Solution Approach 2:
The patent uses traffic matrices as simplified representations (copies) of complex network states. By analyzing these matrix representations rather than measuring all underlying QoS metrics explicitly, the system achieves accurate QoE assessment with reduced measurement complexity.
3Productivity
If the network admits more data flows to increase capacity utilization, then the productivity of the network is improved, but the ability to maintain acceptable QoE deteriorates
Solution Approach 1:
The patent implements a feedback mechanism where the machine learning model continuously classifies network states based on current traffic matrices.
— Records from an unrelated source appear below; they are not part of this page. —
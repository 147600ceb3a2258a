pub mod api;
pub mod api_doc;
pub mod auth;
pub mod server;

pub use auth::{AppState, ModeHandle};
pub use server::run_server;
use std::process::{Command as StdCommand, Output, Stdio};

use serde::Deserialize;

use super::actuator::{ActuatorDriver, ActuatorError};
use crate::tracking::MoveCommand;

/// Command templates for a camera driven through external programs.
///
/// Placeholders: `{pan}`, `{tilt}`, `{zoom}` for moves, `{disk}` and
/// `{profile}` for starting a recording, `{recording_id}` for stopping one.
#[derive(Debug, Clone, Deserialize, PartialEq)]
pub struct ShellCommands {
    pub move_cmd: String,
    pub start_recording_cmd: String,
    pub stop_recording_cmd: String,
}

/// Drives the camera by running `sh -c` commands. Starting a recording
/// must print the recording identifier on stdout.
pub struct ShellActuator {
    commands: ShellCommands,
}

impl ShellActuator {
    pub fn new(commands: ShellCommands) -> Self {
        Self { commands }
    }
}

fn run(cmd: &str) -> Result<Output, ActuatorError> {
    log::debug!("running actuator command: {}", cmd);
    let output = StdCommand::new("sh")
        .arg("-c")
        .arg(cmd)
        .stdin(Stdio::null())
        .output()?;
    Ok(output)
}

/// Single-quotes a value for `sh`, so text from config or from the device
/// is never interpreted by the shell.
fn quote(value: &str) -> String {
    format!("'{}'", value.replace('\'', "'\\''"))
}

fn failure_message(output: &Output) -> String {
    let stderr = String::from_utf8_lossy(&output.stderr).trim().to_string();
    if stderr.is_empty() {
        format!("exit status {}", output.status)
    } else {
        stderr
    }
}

impl ActuatorDriver for ShellActuator {
    fn absolute_move(&mut self, command: &MoveCommand) -> Result<(), ActuatorError> {
        let cmd = self
            .commands
            .move_cmd
            .replace("{pan}", &format!("{:.2}", command.pan_deg))
            .replace("{tilt}", &format!("{:.2}", command.tilt_deg))
            .replace("{zoom}", &command.zoom_step.to_string());
        let output = run(&cmd)?;
        if !output.status.success() {
            return Err(ActuatorError::Move(failure_message(&output)));
        }
        Ok(())
    }

    fn start_recording(
        &mut self,
        disk_name: &str,
        profile: Option<&str>,
    ) -> Result<String, ActuatorError> {
        let cmd = self
            .commands
            .start_recording_cmd
            .replace("{disk}", &quote(disk_name))
            .replace("{profile}", &quote(profile.unwrap_or("")));
        let output = run(&cmd)?;
        if !output.status.success() {
            return Err(ActuatorError::StartRecording {
                code: output.status.code().unwrap_or(-1),
                message: failure_message(&output),
            });
        }

        let id = String::from_utf8_lossy(&output.stdout).trim().to_string();
        if id.is_empty() {
            return Err(ActuatorError::StartRecording {
                code: 0,
                message: "no recording id on stdout".into(),
            });
        }
        Ok(id)
    }

    fn stop_recording(&mut self, recording_id: &str) -> Result<(), ActuatorError> {
        let cmd = self
            .commands
            .stop_recording_cmd
            .replace("{recording_id}", &quote(recording_id));
        let output = run(&cmd)?;
        if !output.status.success() {
            return Err(ActuatorError::StopRecording(failure_message(&output)));
        }
        Ok(())
    }
}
This feedback enables dynamic flow admission decisions that maintain acceptable QoE while maximizing capacity utilization, as the system can identify when the network is approaching unacceptable states.
Data Source
AI summary
An example method of operating a network may include determining whether a flow is to be added to the network based on: a flow type of the flow, a link condition of the flow, and for each possible combination of flow type and link condition out of multiple flow types and multiple link conditions, the number of flows currently carried on the network that correspond to the respective combination.